Garage doors have evolved with garages, and garages have evolved with the automobile. Prior to Henry Ford’s invention in the early 20th century, a “garage” was more likely to be a stable house, where horses and carriages were kept. Insofar as both were a separate structure to house transportation, then these stables were like garages, and of course possessed doors. These doors were wooden and opened from the center out in two parts, by hand, to allow for equine passage.
But when carriages were replaced with cars, so too were the smelly, wooden structures of stables replaced with more solidly built garages. Garages grew closer to homes, often becoming a part of them, designed in the same style and built with the same sturdiness. They soon began to open upwards and outwards, held on pulleys for quick easy manual opening and closing. These garage doors were not motor-run, but were based on mechanisms.

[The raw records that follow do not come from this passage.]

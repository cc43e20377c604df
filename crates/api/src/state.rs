use std::sync::Arc;

use crate::config::ServerConfig;

/// Shared application state available to all Axum handlers via `State<AppState>`.
///
/// This is cheaply cloneable (inner data is behind `Arc` or is already `Clone`).
#[derive(Clone)]
pub struct AppState {
    /// Database connection pool.
    pub pool: rigforge_db::DbPool,
    /// Server configuration.
    pub config: Arc<ServerConfig>,
}
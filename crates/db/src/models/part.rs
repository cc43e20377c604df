//! Catalog part row model.

use rigforge_core::part::{Compatibility, Part, PartKind};
use rigforge_core::types::DbId;
use sqlx::types::Json;
use sqlx::FromRow;

/// A row from the `parts` table.
///
/// `specs` and `compatibility` are JSONB documents; `kind` is validated
/// on decode so a bad row surfaces as a column-decode error rather than a
/// phantom category.
#[derive(Debug, Clone, FromRow)]
pub struct PartRow {
    pub id: DbId,
    pub name: String,
    #[sqlx(try_from = "String")]
    pub kind: PartKind,
    pub brand: String,
    pub price: i64,
    pub specs: Json<serde_json::Value>,
    pub image: Option<String>,
    pub compatibility: Json<Compatibility>,
}

impl From<PartRow> for Part {
    fn from(row: PartRow) -> Self {
        Part {
            id: row.id,
            name: row.name,
            kind: row.kind,
            brand: row.brand,
            price: row.price,
            specs: row.specs.0,
            image: row.image,
            compatibility: row.compatibility.0,
        }
    }
}
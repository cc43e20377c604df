use axum::extract::State;
use axum::{routing::get, Json, Router};
use serde::Serialize;

use crate::state::AppState;

/// Health check response payload.
#[derive(Serialize)]
pub struct HealthResponse {
    /// Overall service status.
    pub status: &'static str,
    /// Crate version from Cargo.toml.
    pub version: &'static str,
    /// Whether the database is reachable.
    pub db_healthy: bool,
}

/// GET /health -- returns service and database health.
async fn health_check(State(state): State<AppState>) -> Json<HealthResponse> {
    let db_healthy = rigforge_db::health_check(&state.pool).await.is_ok();

    let status = if db_healthy { "ok" } else { "degraded" };

    Json(HealthResponse {
        status,
        version: env!("CARGO_PKG_VERSION"),
        db_healthy,
    })
}

/// Mount health check routes (intended for root-level, NOT under `/api/v1`).
pub fn router() -> Router<AppState> {
    Router::new().route("/health", get(health_check))
}
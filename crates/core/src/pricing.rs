//! Running-total pricing over a selection.

use crate::selection::Selection;

/// Sum of `price` over occupied slots; empty slots contribute 0.
///
/// A flat sum: no currency conversion, tax, or discounting. Recomputed on
/// demand so it can never go stale.
pub fn total(selection: &Selection) -> i64 {
    selection.occupied().map(|(_, part)| part.price).sum()
}
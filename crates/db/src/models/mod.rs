//! Row models and DTOs.
//!
//! Each submodule contains the `FromRow` entity struct matching the
//! database row plus the `Deserialize` DTOs accepted by the write paths.

pub mod build;
pub mod part;
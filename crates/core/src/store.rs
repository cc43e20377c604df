//! Best-effort local persistence of the current selection.
//!
//! One keyed slot on disk, read once at startup and overwritten on every
//! mutation. Failures never propagate to the builder: a missing or
//! malformed file degrades to the empty default, and write errors are
//! logged and dropped.

use std::fs;
use std::io;
use std::path::{Path, PathBuf};

use crate::selection::Selection;

/// File name of the single persisted selection slot.
pub const SELECTION_FILE: &str = "current-build.json";

/// File-backed store for the selection state.
#[derive(Debug, Clone)]
pub struct SelectionStore {
    path: PathBuf,
}

impl SelectionStore {
    /// Store rooted at `dir`, persisting to `dir/current-build.json`.
    pub fn new(dir: impl Into<PathBuf>) -> Self {
        Self {
            path: dir.into().join(SELECTION_FILE),
        }
    }

    pub fn path(&self) -> &Path {
        &self.path
    }

    /// Load the persisted selection, falling back to the empty default
    /// when the file is missing or unparseable. Malformed data is
    /// discarded silently (logged, never surfaced).
    pub fn load(&self) -> Selection {
        let raw = match fs::read_to_string(&self.path) {
            Ok(raw) => raw,
            Err(err) if err.kind() == io::ErrorKind::NotFound => return Selection::default(),
            Err(err) => {
                tracing::warn!(path = %self.path.display(), error = %err, "Failed to read saved selection");
                return Selection::default();
            }
        };
        match serde_json::from_str(&raw) {
            Ok(selection) => selection,
            Err(err) => {
                tracing::warn!(path = %self.path.display(), error = %err, "Discarding malformed saved selection");
                Selection::default()
            }
        }
    }

    /// Persist the full selection, fire-and-forget. A failed write is
    /// logged and otherwise ignored.
    pub fn save(&self, selection: &Selection) {
        if let Err(err) = self.try_save(selection) {
            tracing::warn!(path = %self.path.display(), error = %err, "Failed to persist selection");
        }
    }

    fn try_save(&self, selection: &Selection) -> io::Result<()> {
        if let Some(parent) = self.path.parent() {
            fs::create_dir_all(parent)?;
        }
        let json = serde_json::to_string(selection)?;
        fs::write(&self.path, json)
    }
}
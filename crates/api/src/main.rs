use std::net::SocketAddr;
use std::sync::Arc;
use std::time::Duration;

use axum::http::header::{AUTHORIZATION, CONTENT_TYPE};
use axum::http::{HeaderName, Method};
use axum::Router;
use tower_http::catch_panic::CatchPanicLayer;
use tower_http::cors::CorsLayer;
use tower_http::request_id::{MakeRequestUuid, PropagateRequestIdLayer, SetRequestIdLayer};
use tower_http::timeout::TimeoutLayer;
use tower_http::trace::{DefaultMakeSpan, DefaultOnResponse, TraceLayer};
use tracing::Level;
use tracing_subscriber::{layer::SubscriberExt, util::SubscriberInitExt};

use rigforge_api::config::ServerConfig;
use rigforge_api::{routes, state};

use state::AppState;

#[tokio::main]
async fn main() {
    dotenvy::dotenv().ok();

    // --- Tracing ---
    tracing_subscriber::registry()
        .with(
            tracing_subscriber::EnvFilter::try_from_default_env()
                .unwrap_or_else(|_| "rigforge_api=debug,tower_http=debug".into()),
        )
        .with(tracing_subscriber::fmt::layer())
        .init();

    // --- Configuration ---
    let config = ServerConfig::from_env();
    tracing::info!(host = %config.host, port = %config.port, "Loaded server configuration");

    // --- Database ---
    let database_url = std::env::var("DATABASE_URL").expect("DATABASE_URL must be set");

    let pool = rigforge_db::create_pool(&database_url)
        .await
        .expect("Failed to connect to database");
    tracing::info!("Database connection pool created");

    rigforge_db::health_check(&pool)
        .await
        .expect("Database health check failed");
    tracing::info!("Database health check passed");

    rigforge_db::run_migrations(&pool)
        .await
        .expect("Failed to run database migrations");
    tracing::info!("Database migrations applied");

    // --- CORS ---
    let cors = build_cors_layer(&config);

    // --- App state ---
    let state = AppState {
        pool,
        config: Arc::new(config.clone()),
    };

    // --- Request ID header name ---
    let request_id_header = HeaderName::from_static("x-request-id");

    // --- Router ---
    let app = Router::new()
        // Health check at root level (not under /api/v1).
        .merge(routes::health::router())
        // API v1 routes.
        .nest("/api/v1", routes::api_routes())
        // -- Middleware stack (applied bottom-up) --
        // Panic recovery: catch panics and return 500.
        .layer(CatchPanicLayer::new())
        // Request timeout.
        .layer(TimeoutLayer::new(Duration::from_secs(
            config.request_timeout_secs,
        )))
        // Propagate request ID to response.
        .layer(PropagateRequestIdLayer::new(request_id_header.clone()))
        // Structured request/response tracing.
        .layer(
            TraceLayer::new_for_http()
                .make_span_with(DefaultMakeSpan::new().level(Level::INFO))
                .on_response(DefaultOnResponse::new().level(Level::INFO)),
        )
        // Set request ID on incoming requests.
        .layer(SetRequestIdLayer::new(request_id_header, MakeRequestUuid))
        // CORS.
        .layer(cors)
        // Shared state.
        .with_state(state);

    // --- Start server ---
    let addr = SocketAddr::new(
        config.host.parse().expect("Invalid HOST address"),
        config.port,
    );
    tracing::info!(%addr, "Starting server");

    let listener = tokio::net::TcpListener::bind(addr)
        .await
        .expect("Failed to bind to address");

    axum::serve(listener, app)
        .with_graceful_shutdown(shutdown_signal())
        .await
        .expect("Server error");

    tracing::info!("Graceful shutdown complete");
}

/// Wait for a termination signal to initiate graceful shutdown.
///
/// Handles both SIGINT (Ctrl-C) and SIGTERM (on Unix) so the server
/// shuts down cleanly whether stopped interactively or by a process
/// manager (e.g. systemd, Docker, Kubernetes).
async fn shutdown_signal() {
    let ctrl_c = async {
        tokio::signal::ctrl_c()
            .await
            .expect("Failed to install Ctrl-C handler");
    };

    #[cfg(unix)]
    let terminate = async {
        tokio::signal::unix::signal(tokio::signal::unix::SignalKind::terminate())
            .expect("Failed to install SIGTERM handler")
            .recv()
            .await;
    };

    #[cfg(not(unix))]
    let terminate = std::future::pending::<()>();

    tokio::select! {
        () = ctrl_c => {
            tracing::info!("Received SIGINT (Ctrl-C), starting graceful shutdown");
        }
        () = terminate => {
            tracing::info!("Received SIGTERM, starting graceful shutdown");
        }
    }
}

/// Build the CORS middleware layer from server configuration.
///
/// Panics at startup if any configured origin is invalid, which is the
/// desired behaviour -- we want misconfiguration to fail fast.
fn build_cors_layer(config: &ServerConfig) -> CorsLayer {
    let origins: Vec<_> = config
        .cors_origins
        .iter()
        .map(|o| {
            o.parse()
                .unwrap_or_else(|e| panic!("Invalid CORS origin '{o}': {e}"))
        })
        .collect();

    CorsLayer::new()
        .allow_origin(origins)
        .allow_methods([Method::GET, Method::POST])
        .allow_headers([CONTENT_TYPE, AUTHORIZATION])
        .allow_credentials(true)
        .max_age(Duration::from_secs(3600))
}
//! FPS forecast math for a cpu/gpu pairing.
//!
//! Price is used as a proxy for performance: the gpu's price picks a
//! resolution tier and the per-title figures are linear in component
//! price. Rough numbers for a marketing panel, not a benchmark.

use serde::Serialize;

use crate::part::Part;

/// Gpu price above which the forecast targets 4K.
pub const TIER_HIGH_PRICE: i64 = 80_000;

/// Gpu price above which the forecast targets 1440p.
pub const TIER_MID_PRICE: i64 = 40_000;

/// A single per-title forecast row.
#[derive(Debug, Clone, PartialEq, Eq, Serialize)]
pub struct FpsEstimate {
    pub game: &'static str,
    pub resolution: &'static str,
    pub settings: &'static str,
    pub fps: i64,
}

/// Resolution tier for a gpu price: 3 (4K), 2 (1440p), or 1 (1080p).
pub fn gpu_tier(price: i64) -> u8 {
    if price > TIER_HIGH_PRICE {
        3
    } else if price > TIER_MID_PRICE {
        2
    } else {
        1
    }
}

/// Display resolution for a tier.
pub fn tier_resolution(tier: u8) -> &'static str {
    match tier {
        3 => "4K",
        2 => "1440p",
        _ => "1080p",
    }
}

/// Forecast the fixed title set for a cpu/gpu pairing.
pub fn estimate(cpu: &Part, gpu: &Part) -> Vec<FpsEstimate> {
    let tier = gpu_tier(gpu.price);
    let resolution = tier_resolution(tier);
    let gpu_price = gpu.price as f64;
    let cpu_price = cpu.price as f64;

    vec![
        FpsEstimate {
            game: "Cyberpunk 2077",
            resolution,
            settings: "Ultra / RT On",
            fps: (gpu_price / 1000.0 * if tier == 3 { 0.8 } else { 1.2 }).round() as i64,
        },
        FpsEstimate {
            game: "Modern Warfare III",
            resolution,
            settings: "Extreme",
            fps: (gpu_price / 400.0 * 0.9).round() as i64,
        },
        FpsEstimate {
            game: "Valorant",
            resolution: "1080p",
            settings: "Competitve", // sic
            fps: (cpu_price / 100.0 * 1.5).round() as i64,
        },
        FpsEstimate {
            game: "Forza Horizon 5",
            resolution,
            settings: "Extreme",
            fps: (gpu_price / 600.0 * 1.1).round() as i64,
        },
    ]
}

#[cfg(test)]
mod tests {
    use super::*;
    use crate::part::{Compatibility, PartKind};

    fn part(kind: PartKind, name: &str, price: i64) -> Part {
        Part {
            id: price,
            name: name.to_string(),
            kind,
            brand: "Test".to_string(),
            price,
            specs: serde_json::Value::Null,
            image: None,
            compatibility: Compatibility::default(),
        }
    }

    #[test]
    fn tier_boundaries() {
        assert_eq!(gpu_tier(185_000), 3);
        assert_eq!(gpu_tier(80_001), 3);
        assert_eq!(gpu_tier(80_000), 2);
        assert_eq!(gpu_tier(78_000), 2);
        assert_eq!(gpu_tier(40_000), 1);
        assert_eq!(gpu_tier(29_500), 1);
    }

    #[test]
    fn tier_resolutions() {
        assert_eq!(tier_resolution(3), "4K");
        assert_eq!(tier_resolution(2), "1440p");
        assert_eq!(tier_resolution(1), "1080p");
    }

    #[test]
    fn top_tier_pairing_figures() {
        let cpu = part(PartKind::Cpu, "Core i9-14900K", 54_500);
        let gpu = part(PartKind::Gpu, "RTX 4090", 185_000);
        let rows = estimate(&cpu, &gpu);

        assert_eq!(rows.len(), 4);
        assert_eq!(rows[0].game, "Cyberpunk 2077");
        assert_eq!(rows[0].resolution, "4K");
        assert_eq!(rows[0].fps, 148); // 185 * 0.8
        assert_eq!(rows[1].fps, 416); // 462.5 * 0.9 rounded
        assert_eq!(rows[2].resolution, "1080p");
        assert_eq!(rows[2].fps, 818); // 545 * 1.5 rounded
        assert_eq!(rows[3].fps, 339); // 308.33 * 1.1 rounded
    }

    #[test]
    fn budget_gpu_uses_the_higher_cyberpunk_factor() {
        let cpu = part(PartKind::Cpu, "Core i3-12100F", 8_500);
        let gpu = part(PartKind::Gpu, "RTX 4060", 29_500);
        let rows = estimate(&cpu, &gpu);

        assert_eq!(rows[0].resolution, "1080p");
        assert_eq!(rows[0].fps, 35); // 29.5 * 1.2 rounded
        assert_eq!(rows[2].fps, 128); // 85 * 1.5 rounded
    }

    #[test]
    fn valorant_is_cpu_bound_and_always_1080p() {
        let cpu = part(PartKind::Cpu, "Ryzen 7 7800X3D", 38_900);
        let fast_gpu = part(PartKind::Gpu, "RX 7900 XTX", 95_000);
        let slow_gpu = part(PartKind::Gpu, "RX 6600", 19_500);

        let a = estimate(&cpu, &fast_gpu);
        let b = estimate(&cpu, &slow_gpu);
        assert_eq!(a[2], b[2]);
        assert_eq!(a[2].resolution, "1080p");
    }
}
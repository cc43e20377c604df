//! Repository layer.
//!
//! Each repository is a zero-sized struct providing async CRUD methods
//! that accept `&PgPool` as the first argument.

pub mod build_repo;
pub mod part_repo;

pub use build_repo::BuildRepo;
pub use part_repo::PartRepo;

It took quite a few years between the invention of the motor until engineers thought to use it to power the opening of a garage door, but once it happened it became ubiquitous almost overnight. And very quickly engineers realized that opening a door with a motor was easier if the entire doors didn’t’ have to balance on a fulcrum, and thus the sectional garage door was created.
Around the same time, the simplicity (and often, inefficiency) of plain wood was replaced with synthetic materials and wood hybrids for better durability and more polished look.
Much in the way that animals gain and lose traits to optimally survive, garage doors, over the years, have gained and lost characteristics to continue being optimally useful and survive through the years. A new garage door installation is the legacy of decades of changes through time.